"The Shape of Water," directed by Guillermo del Toro, is a splendid Beauty and the Beast story, succeeding to be sweet, menacing, hopeful, thrilling, and finally affirming in. Some of us might blanch at the storybook particulars of this movie obviously--it's hard to do anything fresh with his done-and-done again idea, no?--but del Toro is skillful in balancing the needed balance between the sweet and the dour, the joyful and the threatening. Additionally, this is very much an adult film, not for kiddies, as the characters have genuine emotions expressed in authentic language.
That is, there is no shortage of f-bombs. Also done incredibly well is handling the sexual element that's usually obscured by sentiment and courtly sentiments; del Toro brings this aspect, and the entire premise, into a world we recognize, in this case, the early 60s in Baltimore. Time, place, inference, and the use of nicely chosen incidental details and art design set up the way the tale is conveyed. Most importantly, there is a human connection here, with the theme of loneliness being a primal driving force to seek love or revenge superbly embodied in fully rounded characters.
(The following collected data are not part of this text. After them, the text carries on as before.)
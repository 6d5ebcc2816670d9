//! Semantic labelling of the transition between two snapshots.
//!
//! This is a "first difference wins" heuristic, not a full diff: several
//! simultaneous edits collapse to a single label. History panels depend on the
//! exact precedence below, so it must not be generalized.

use std::fmt;

use crate::layer::{Layer, LayerKind, find_layer, rotations_equal, same_value};

/// What a history entry did
#[derive(Debug, Clone, Copy, PartialEq, Eq, Hash)]
pub enum ActionType {
    Initial,
    TextAdd,
    ImageAdd,
    ShapeAdd,
    LayerDelete,
    LayerMove,
    LayerResize,
    LayerRotate,
    TextEdit,
    FilterApply,
    LayerProperty,
    Unknown,
}

impl ActionType {
    pub fn as_str(&self) -> &'static str {
        match self {
            ActionType::Initial => "initial",
            ActionType::TextAdd => "text-add",
            ActionType::ImageAdd => "image-add",
            ActionType::ShapeAdd => "shape-add",
            ActionType::LayerDelete => "layer-delete",
            ActionType::LayerMove => "layer-move",
            ActionType::LayerResize => "layer-resize",
            ActionType::LayerRotate => "layer-rotate",
            ActionType::TextEdit => "text-edit",
            ActionType::FilterApply => "filter-apply",
            ActionType::LayerProperty => "layer-property",
            ActionType::Unknown => "unknown",
        }
    }

    /// Glyph shown next to the entry in a history list
    pub fn icon(&self) -> &'static str {
        match self {
            ActionType::Initial => "🏁",
            ActionType::TextAdd => "📝",
            ActionType::ImageAdd => "🖼️",
            ActionType::ShapeAdd => "⬛",
            ActionType::LayerDelete => "🗑️",
            ActionType::LayerMove => "↔️",
            ActionType::LayerResize => "⤡",
            ActionType::LayerRotate => "🔄",
            ActionType::TextEdit => "✏️",
            ActionType::FilterApply => "🎨",
            ActionType::LayerProperty => "⚙️",
            ActionType::Unknown => "•",
        }
    }

    fn added(kind: LayerKind) -> Self {
        match kind {
            LayerKind::Text => ActionType::TextAdd,
            LayerKind::Image => ActionType::ImageAdd,
            LayerKind::Shape => ActionType::ShapeAdd,
        }
    }
}

impl fmt::Display for ActionType {
    fn fmt(&self, f: &mut fmt::Formatter<'_>) -> fmt::Result {
        f.write_str(self.as_str())
    }
}

/// Label for one transition
#[derive(Debug, Clone, PartialEq, Eq)]
pub struct Classification {
    pub action: ActionType,
    pub description: String,
}

impl Classification {
    fn new(action: ActionType, description: impl Into<String>) -> Self {
        Self {
            action,
            description: description.into(),
        }
    }
}

/// Label the edit that turned `prev` into `next`.
///
/// Precedence, first match wins:
/// 1. one layer more: the added layer's kind
/// 2. one layer fewer: `layer-delete`
/// 3. same count: first layer of `next` (matched by id) that differs, checked
///    for position, size, rotation, text content, filters, opacity in that order
/// 4. selection changed: `layer-property`
/// 5. otherwise `unknown`
///
/// Numeric fields compare NaN equal to NaN, so identical snapshots always
/// classify as `unknown`.
pub fn classify(
    prev: &[Layer],
    next: &[Layer],
    prev_selection: Option<&str>,
    next_selection: Option<&str>,
) -> Classification {
    if next.len() == prev.len() + 1 {
        if let Some(added) = next.iter().find(|layer| find_layer(prev, layer.id()).is_none()) {
            let kind = added.kind();
            return Classification::new(
                ActionType::added(kind),
                format!("Add {} \"{}\"", kind.as_str(), added.name()),
            );
        }
    } else if next.len() + 1 == prev.len() {
        if let Some(removed) = prev.iter().find(|layer| find_layer(next, layer.id()).is_none()) {
            return Classification::new(
                ActionType::LayerDelete,
                format!("Delete \"{}\"", removed.name()),
            );
        }
    } else if next.len() == prev.len() {
        for layer in next {
            let Some(before) = find_layer(prev, layer.id()) else {
                continue;
            };
            if let Some(action) = first_difference(before, layer) {
                return Classification::new(action, describe(action, layer));
            }
        }
    }

    if prev_selection != next_selection {
        return Classification::new(ActionType::LayerProperty, "Selection changed");
    }

    Classification::new(ActionType::Unknown, "Change applied")
}

/// First tracked field that differs between two versions of one layer
fn first_difference(before: &Layer, after: &Layer) -> Option<ActionType> {
    let (old, new) = (before.base(), after.base());

    if !same_value(old.x, new.x) || !same_value(old.y, new.y) {
        return Some(ActionType::LayerMove);
    }
    if !same_value(old.width, new.width) || !same_value(old.height, new.height) {
        return Some(ActionType::LayerResize);
    }
    if !rotations_equal(old.rotation, new.rotation) {
        return Some(ActionType::LayerRotate);
    }
    if let (Layer::Text(old_text), Layer::Text(new_text)) = (before, after)
        && old_text.text != new_text.text
    {
        return Some(ActionType::TextEdit);
    }
    if let (Layer::Image(old_image), Layer::Image(new_image)) = (before, after)
        && old_image.filters != new_image.filters
    {
        return Some(ActionType::FilterApply);
    }
    if !same_value(old.effective_opacity(), new.effective_opacity()) {
        return Some(ActionType::LayerProperty);
    }
    None
}

fn describe(action: ActionType, layer: &Layer) -> String {
    let name = layer.name();
    match action {
        ActionType::LayerMove => format!("Move \"{}\"", name),
        ActionType::LayerResize => format!("Resize \"{}\"", name),
        ActionType::LayerRotate => format!("Rotate \"{}\"", name),
        ActionType::TextEdit => format!("Edit text \"{}\"", name),
        ActionType::FilterApply => format!("Apply filters to \"{}\"", name),
        ActionType::LayerProperty => format!("Change opacity of \"{}\"", name),
        _ => format!("Change \"{}\"", name),
    }
}
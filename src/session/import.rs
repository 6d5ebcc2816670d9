//! Async image import: normalize first, commit the layer only on success.

use bevy::prelude::*;
use bevy::tasks::{AsyncComputeTaskPool, Task};
use futures_lite::future;

use crate::config::EngineConfig;
use crate::image_pipeline::{ImageDecodeError, NormalizedImage, normalize_image, place_image_layer};
use crate::layer::{ImageLayer, Layer};

use super::messages::{HistoryCommitted, ImageImportFailed, ImportImageRequest, LayerCommandFailed};
use super::state::EditorSession;

/// Result of an async image normalization
pub struct ImportResult {
    pub name: String,
    pub is_background: bool,
    pub image: Result<NormalizedImage, ImageDecodeError>,
}

/// Component for a pending image import. Despawning it abandons the import.
#[derive(Component)]
pub struct ImportImageTask(pub Task<ImportResult>);

/// Build the image layer for a normalized preview, placed on a canvas
pub fn image_layer_from(
    name: impl Into<String>,
    image: &NormalizedImage,
    canvas: (f64, f64),
    is_background: bool,
) -> Layer {
    let mut layer = ImageLayer::new(name, Some(image.to_data_url()));
    if is_background {
        layer.is_background = Some(true);
    }
    let placement = place_image_layer(
        canvas,
        (image.source_width, image.source_height),
        is_background,
    );
    layer.base.x = placement.x;
    layer.base.y = placement.y;
    layer.base.width = placement.width;
    layer.base.height = placement.height;
    layer.into()
}

/// Starts an async normalization for each import request
pub fn start_image_imports(
    mut commands: Commands,
    mut events: MessageReader<ImportImageRequest>,
    config: Option<Res<EngineConfig>>,
) {
    let (bounds, quality) = config
        .map(|config| (config.data.preview_bounds(), config.data.preview_quality()))
        .unwrap_or_else(|| {
            let defaults = crate::config::EngineConfigData::default();
            (defaults.preview_bounds(), defaults.preview_quality())
        });

    for event in events.read() {
        let request = event.clone();
        info!("Importing image '{}'", request.name);

        let task_pool = AsyncComputeTaskPool::get();
        let task = task_pool.spawn(async move {
            let image = normalize_image(request.source, bounds, quality).await;
            ImportResult {
                name: request.name,
                is_background: request.is_background,
                image,
            }
        });

        commands.spawn(ImportImageTask(task));
    }
}

/// Polls import tasks and commits the finished layers
pub fn poll_image_imports(
    mut commands: Commands,
    mut tasks: Query<(Entity, &mut ImportImageTask)>,
    mut session: ResMut<EditorSession>,
    mut committed: MessageWriter<HistoryCommitted>,
    mut import_failed: MessageWriter<ImageImportFailed>,
    mut command_failed: MessageWriter<LayerCommandFailed>,
) {
    for (entity, mut task) in tasks.iter_mut() {
        let Some(result) = future::block_on(future::poll_once(&mut task.0)) else {
            continue;
        };
        commands.entity(entity).despawn();

        match result.image {
            Ok(image) => {
                let layer =
                    image_layer_from(result.name, &image, session.canvas(), result.is_background);
                let before = session.history().current().id();
                match session.add_layer(layer) {
                    Ok(()) => {
                        let entry = session.history().current();
                        if entry.id() != before {
                            committed.write(HistoryCommitted {
                                entry_id: entry.id(),
                                action: entry.action(),
                                description: entry.description().to_string(),
                            });
                        }
                    }
                    Err(error) => {
                        error!("Failed to add imported image: {}", error);
                        command_failed.write(LayerCommandFailed { error });
                    }
                }
            }
            Err(e) => {
                warn!("Image import '{}' failed: {}", result.name, e);
                import_failed.write(ImageImportFailed {
                    name: result.name,
                    reason: e.to_string(),
                });
            }
        }
    }
}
Visually, this is your typical del Toro production, with the deep, rich, dark color scheme, seamless editing, controlled and adequate contrast between the more human and banal world of the 60s and the more fantastical, menacing interiors of the more sci-fi sequences. Stand out performances from Michael Shannon, a grand and messed up baddie, and Richard Jenkins, who seems incapable of doing bad work.